My point is - we're all comfortable with what we know and use the most. I imagine if I used Macs all the time I'd also think that Windows is stupid.


Why would me sitting down cause colon cancer?

Not saying it’s actually linked to cancer but it definitely does increase the risk of hemorrhoids, rectal prolapse and bleeding from straining. Which could mean chronic stress at a cellular level repairing damage over the long term.

Because anything that allows another person to look down on you and feel superior must therefore be true and moral.

Don't the new iPhones have Apple's own modem in them?

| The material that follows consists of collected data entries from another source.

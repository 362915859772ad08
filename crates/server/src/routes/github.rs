use axum::{
    Extension, Json, Router,
    body::Bytes,
    extract::{Path, State},
    http::HeaderMap,
    middleware::from_fn_with_state,
    response::Json as ResponseJson,
    routing::{delete, get, post},
};
use db::models::{
    github_link::{CreateGitHubLink, GitHubLink},
    task::Task,
};
use deployment::Deployment;
use secrecy::ExposeSecret;
use services::services::{
    github::{PullRequestEvent, WebhookOutcome, process_pull_request_event, verify_signature},
    validation::require_non_blank,
};
use utils::response::{ApiResponse, MessageResponse};

use crate::{DeploymentImpl, error::ApiError, middleware::load_task_middleware};

const SIGNATURE_HEADER: &str = "x-hub-signature-256";
const EVENT_HEADER: &str = "x-github-event";

fn header_str<'a>(headers: &'a HeaderMap, name: &str) -> Option<&'a str> {
    headers.get(name).and_then(|value| value.to_str().ok())
}

/// Receives GitHub deliveries. Only `pull_request` events mutate anything.
pub async fn handle_webhook(
    State(deployment): State<DeploymentImpl>,
    headers: HeaderMap,
    body: Bytes,
) -> Result<ResponseJson<ApiResponse<WebhookOutcome>>, ApiError> {
    if let Some(secret) = deployment.settings().github_webhook_secret.as_ref() {
        let signature = header_str(&headers, SIGNATURE_HEADER).unwrap_or_default();
        if !verify_signature(secret.expose_secret().as_bytes(), &body, signature) {
            tracing::warn!(
                has_signature = !signature.is_empty(),
                "Rejected webhook with invalid signature"
            );
            return Err(ApiError::Unauthorized);
        }
    }

    let event = header_str(&headers, EVENT_HEADER).unwrap_or_default();
    if event != "pull_request" {
        tracing::debug!(event, "Ignoring webhook event");
        return Ok(ResponseJson(ApiResponse::success(
            WebhookOutcome::acknowledged(format!("Event '{event}' ignored")),
        )));
    }

    let payload: PullRequestEvent = serde_json::from_slice(&body)
        .map_err(|err| ApiError::BadRequest(format!("Invalid webhook payload: {err}")))?;
    let outcome =
        process_pull_request_event(&deployment.db().pool, deployment.task_ids(), &payload).await?;
    Ok(ResponseJson(ApiResponse::success(outcome)))
}

pub async fn list_links(
    State(deployment): State<DeploymentImpl>,
    Extension(task): Extension<Task>,
) -> Result<ResponseJson<ApiResponse<Vec<GitHubLink>>>, ApiError> {
    let links = GitHubLink::find_by_task(&deployment.db().pool, task.id).await?;
    Ok(ResponseJson(ApiResponse::success(links)))
}

pub async fn create_link(
    State(deployment): State<DeploymentImpl>,
    Extension(task): Extension<Task>,
    Json(payload): Json<CreateGitHubLink>,
) -> Result<ResponseJson<ApiResponse<GitHubLink>>, ApiError> {
    require_non_blank("Repository owner", &payload.repository_owner)?;
    require_non_blank("Repository name", &payload.repository_name)?;
    require_non_blank("URL", &payload.url)?;
    let link = GitHubLink::create(&deployment.db().pool, task.id, &payload).await?;
    tracing::info!(task_id = task.id, link_id = link.id, "Created GitHub link");
    Ok(ResponseJson(ApiResponse::success(link)))
}

pub async fn delete_link(
    State(deployment): State<DeploymentImpl>,
    Path((task_id, link_id)): Path<(i64, i64)>,
) -> Result<ResponseJson<ApiResponse<MessageResponse>>, ApiError> {
    let removed = GitHubLink::delete(&deployment.db().pool, task_id, link_id).await?;
    if removed == 0 {
        return Err(ApiError::not_found("GitHub link"));
    }
    Ok(ResponseJson(ApiResponse::success(MessageResponse::new(
        "GitHub link deleted",
    ))))
}

/// Unauthenticated; deliveries are checked by signature instead.
pub fn webhook_router() -> Router<DeploymentImpl> {
    Router::new().route("/github/webhook", post(handle_webhook))
}

pub fn router(deployment: &DeploymentImpl) -> Router<DeploymentImpl> {
    let task_links_router = Router::new()
        .route("/", get(list_links).post(create_link))
        .layer(from_fn_with_state(
            deployment.clone(),
            load_task_middleware::<DeploymentImpl>,
        ));

    Router::new()
        .route("/github/links/{task_id}/{link_id}", delete(delete_link))
        .nest("/github/links/{task_id}", task_links_router)
}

I recalled reading that Apple still has to pay Qualcomm some amount for 5G related stuff, but I can’t find an authoritative source to link.


The amount of people that know how to and also want to replace their operating system is effectively a rounding error in the consumer electronic market in general.


I like Linux and had Linux laptops before, but can’t comprehend why anyone would go as far as replacing MacOS on an Apple laptop. The OS is just fine, there is nothing superior about Linux Desktop environments. And you can easily run Docker containers for work that needs Linux.


I'm really after higher refresh rate than 60, but it seems it would cost me an arm, leg, both kidneys and my newborns to get it at 5k or more resolution.


Take a look at: "AOC AGP277KX" OR "LG 27GM950B", both can do 5k @ 165 Hz


I even registered microslop.ee (directs to .com) because of how much I dislike Microslop.


Given that it has been struck down multiple times now, it's the minority of European Union members. Making a blanket statement of "Europe" (which btw is not the same as EU) is just insulting.